* _Task statement_:
Return exactly the span of lines in the following data that opens with the line containing "repository fe73ba4337292018" and closes with the line containing "mod rodio_backend;". Include nothing else.

··· Entries shown

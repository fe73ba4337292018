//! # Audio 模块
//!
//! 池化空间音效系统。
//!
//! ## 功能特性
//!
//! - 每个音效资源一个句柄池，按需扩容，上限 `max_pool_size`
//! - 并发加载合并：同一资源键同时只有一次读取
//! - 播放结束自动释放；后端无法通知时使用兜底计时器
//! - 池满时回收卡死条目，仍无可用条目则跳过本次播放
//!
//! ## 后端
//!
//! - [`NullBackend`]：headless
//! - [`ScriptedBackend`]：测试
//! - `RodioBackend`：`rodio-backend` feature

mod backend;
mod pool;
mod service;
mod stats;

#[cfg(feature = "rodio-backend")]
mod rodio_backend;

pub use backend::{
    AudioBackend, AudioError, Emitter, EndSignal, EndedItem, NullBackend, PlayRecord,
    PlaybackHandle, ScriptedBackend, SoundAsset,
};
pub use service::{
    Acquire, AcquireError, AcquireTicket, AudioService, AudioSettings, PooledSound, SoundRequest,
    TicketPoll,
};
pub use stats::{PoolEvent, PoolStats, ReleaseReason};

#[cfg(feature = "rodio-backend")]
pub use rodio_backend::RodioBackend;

······
··· Entries shown

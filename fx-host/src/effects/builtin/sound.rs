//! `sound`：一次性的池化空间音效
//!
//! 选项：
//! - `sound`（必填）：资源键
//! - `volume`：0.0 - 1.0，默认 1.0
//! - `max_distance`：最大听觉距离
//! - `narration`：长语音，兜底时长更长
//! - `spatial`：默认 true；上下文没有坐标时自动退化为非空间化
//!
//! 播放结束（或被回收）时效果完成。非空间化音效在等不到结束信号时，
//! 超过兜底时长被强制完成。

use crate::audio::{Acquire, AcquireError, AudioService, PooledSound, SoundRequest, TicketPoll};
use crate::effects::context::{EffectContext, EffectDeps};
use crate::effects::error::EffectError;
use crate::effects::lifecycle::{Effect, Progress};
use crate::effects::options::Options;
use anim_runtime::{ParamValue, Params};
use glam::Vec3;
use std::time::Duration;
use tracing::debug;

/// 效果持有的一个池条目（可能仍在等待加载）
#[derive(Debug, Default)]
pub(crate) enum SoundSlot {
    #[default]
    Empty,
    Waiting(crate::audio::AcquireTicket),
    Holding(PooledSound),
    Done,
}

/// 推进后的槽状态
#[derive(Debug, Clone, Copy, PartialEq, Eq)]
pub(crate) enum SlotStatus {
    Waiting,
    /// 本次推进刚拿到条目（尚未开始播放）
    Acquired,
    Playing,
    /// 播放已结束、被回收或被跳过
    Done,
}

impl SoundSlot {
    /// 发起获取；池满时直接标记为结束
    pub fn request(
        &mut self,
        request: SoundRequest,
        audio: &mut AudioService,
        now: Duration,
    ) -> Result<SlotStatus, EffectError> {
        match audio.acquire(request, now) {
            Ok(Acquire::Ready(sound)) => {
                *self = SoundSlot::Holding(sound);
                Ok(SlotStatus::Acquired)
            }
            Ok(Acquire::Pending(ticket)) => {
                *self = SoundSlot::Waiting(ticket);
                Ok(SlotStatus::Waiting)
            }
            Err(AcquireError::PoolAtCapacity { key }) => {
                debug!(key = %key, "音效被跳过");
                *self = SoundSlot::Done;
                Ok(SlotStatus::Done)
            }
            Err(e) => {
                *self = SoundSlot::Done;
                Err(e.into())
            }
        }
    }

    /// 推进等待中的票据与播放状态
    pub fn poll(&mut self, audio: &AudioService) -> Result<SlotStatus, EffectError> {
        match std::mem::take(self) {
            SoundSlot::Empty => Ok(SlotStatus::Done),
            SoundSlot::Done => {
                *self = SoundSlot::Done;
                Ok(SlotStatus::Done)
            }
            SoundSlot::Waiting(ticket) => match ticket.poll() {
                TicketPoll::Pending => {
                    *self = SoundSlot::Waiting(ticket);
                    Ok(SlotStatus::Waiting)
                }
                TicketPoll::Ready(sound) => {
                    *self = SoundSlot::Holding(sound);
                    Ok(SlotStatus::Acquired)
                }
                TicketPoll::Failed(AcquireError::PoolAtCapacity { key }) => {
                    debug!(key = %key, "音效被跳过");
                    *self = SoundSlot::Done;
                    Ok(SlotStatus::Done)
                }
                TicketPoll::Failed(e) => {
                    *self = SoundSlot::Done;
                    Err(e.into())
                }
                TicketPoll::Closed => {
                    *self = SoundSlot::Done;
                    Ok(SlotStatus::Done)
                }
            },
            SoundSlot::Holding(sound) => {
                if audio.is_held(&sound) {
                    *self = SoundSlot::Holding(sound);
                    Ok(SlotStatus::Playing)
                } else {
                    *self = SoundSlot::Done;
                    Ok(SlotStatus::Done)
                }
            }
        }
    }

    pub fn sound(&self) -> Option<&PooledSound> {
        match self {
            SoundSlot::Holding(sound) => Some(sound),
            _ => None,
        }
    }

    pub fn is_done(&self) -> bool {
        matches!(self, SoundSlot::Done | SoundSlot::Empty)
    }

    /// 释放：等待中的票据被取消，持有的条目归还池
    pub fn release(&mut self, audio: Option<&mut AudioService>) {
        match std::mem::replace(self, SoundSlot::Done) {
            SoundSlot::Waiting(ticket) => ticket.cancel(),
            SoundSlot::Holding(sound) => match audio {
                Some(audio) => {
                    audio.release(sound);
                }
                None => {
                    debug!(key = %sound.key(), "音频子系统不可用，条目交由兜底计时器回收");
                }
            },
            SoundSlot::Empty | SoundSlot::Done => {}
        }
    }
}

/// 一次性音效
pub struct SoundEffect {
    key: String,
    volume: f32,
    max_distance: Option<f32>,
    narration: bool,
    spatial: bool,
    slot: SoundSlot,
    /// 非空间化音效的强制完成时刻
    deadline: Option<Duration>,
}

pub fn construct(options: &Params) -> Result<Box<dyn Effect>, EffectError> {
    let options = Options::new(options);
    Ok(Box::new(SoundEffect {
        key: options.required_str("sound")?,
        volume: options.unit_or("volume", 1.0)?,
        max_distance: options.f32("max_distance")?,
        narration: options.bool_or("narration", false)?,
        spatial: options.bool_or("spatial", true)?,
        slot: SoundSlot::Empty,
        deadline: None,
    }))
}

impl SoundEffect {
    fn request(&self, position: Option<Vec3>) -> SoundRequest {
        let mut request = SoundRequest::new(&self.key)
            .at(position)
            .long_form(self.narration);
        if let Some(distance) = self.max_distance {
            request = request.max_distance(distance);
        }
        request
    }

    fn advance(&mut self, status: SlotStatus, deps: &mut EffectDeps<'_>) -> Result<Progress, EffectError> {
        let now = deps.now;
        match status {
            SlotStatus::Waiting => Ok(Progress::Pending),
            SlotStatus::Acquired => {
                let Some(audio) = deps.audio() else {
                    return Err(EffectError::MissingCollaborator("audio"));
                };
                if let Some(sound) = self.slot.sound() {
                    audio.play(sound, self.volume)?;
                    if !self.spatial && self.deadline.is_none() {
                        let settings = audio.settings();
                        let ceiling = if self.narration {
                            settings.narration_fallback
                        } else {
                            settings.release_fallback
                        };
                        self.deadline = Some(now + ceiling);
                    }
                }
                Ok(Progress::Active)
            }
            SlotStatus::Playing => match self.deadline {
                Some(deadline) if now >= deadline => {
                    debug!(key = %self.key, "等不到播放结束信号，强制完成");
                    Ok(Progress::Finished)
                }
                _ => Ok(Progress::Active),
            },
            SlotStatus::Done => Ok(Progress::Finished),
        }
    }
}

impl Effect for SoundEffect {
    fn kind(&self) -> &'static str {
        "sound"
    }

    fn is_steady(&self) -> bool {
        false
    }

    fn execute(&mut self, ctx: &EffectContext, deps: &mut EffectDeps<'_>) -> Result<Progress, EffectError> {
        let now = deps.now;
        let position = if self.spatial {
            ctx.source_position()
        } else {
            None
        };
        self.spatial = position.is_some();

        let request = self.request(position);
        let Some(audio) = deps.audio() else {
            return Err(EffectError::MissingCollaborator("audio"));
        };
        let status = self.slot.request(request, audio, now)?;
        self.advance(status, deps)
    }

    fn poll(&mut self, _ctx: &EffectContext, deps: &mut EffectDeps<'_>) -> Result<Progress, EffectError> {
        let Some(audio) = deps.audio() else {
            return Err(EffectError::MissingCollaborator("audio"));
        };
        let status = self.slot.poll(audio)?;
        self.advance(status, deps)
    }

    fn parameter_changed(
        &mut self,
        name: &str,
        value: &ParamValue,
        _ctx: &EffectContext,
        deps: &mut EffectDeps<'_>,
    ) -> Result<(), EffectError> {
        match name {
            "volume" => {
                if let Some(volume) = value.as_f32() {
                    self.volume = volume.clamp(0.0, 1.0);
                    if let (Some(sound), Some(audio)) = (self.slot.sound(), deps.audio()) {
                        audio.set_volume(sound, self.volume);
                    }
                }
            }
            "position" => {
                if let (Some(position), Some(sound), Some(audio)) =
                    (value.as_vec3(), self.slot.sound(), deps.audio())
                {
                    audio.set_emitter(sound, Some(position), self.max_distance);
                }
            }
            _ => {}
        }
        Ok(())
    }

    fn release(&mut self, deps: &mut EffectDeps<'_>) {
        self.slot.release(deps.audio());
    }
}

······

* _Exercise result_:
repository fe73ba4337292018
//! # Audio 模块
//!
//! 池化空间音效系统。
//!
//! ## 功能特性
//!
//! - 每个音效资源一个句柄池，按需扩容，上限 `max_pool_size`
//! - 并发加载合并：同一资源键同时只有一次读取
//! - 播放结束自动释放；后端无法通知时使用兜底计时器
//! - 池满时回收卡死条目，仍无可用条目则跳过本次播放
//!
//! ## 后端
//!
//! - [`NullBackend`]：headless
//! - [`ScriptedBackend`]：测试
//! - `RodioBackend`：`rodio-backend` feature

mod backend;
mod pool;
mod service;
mod stats;

#[cfg(feature = "rodio-backend")]
mod rodio_backend;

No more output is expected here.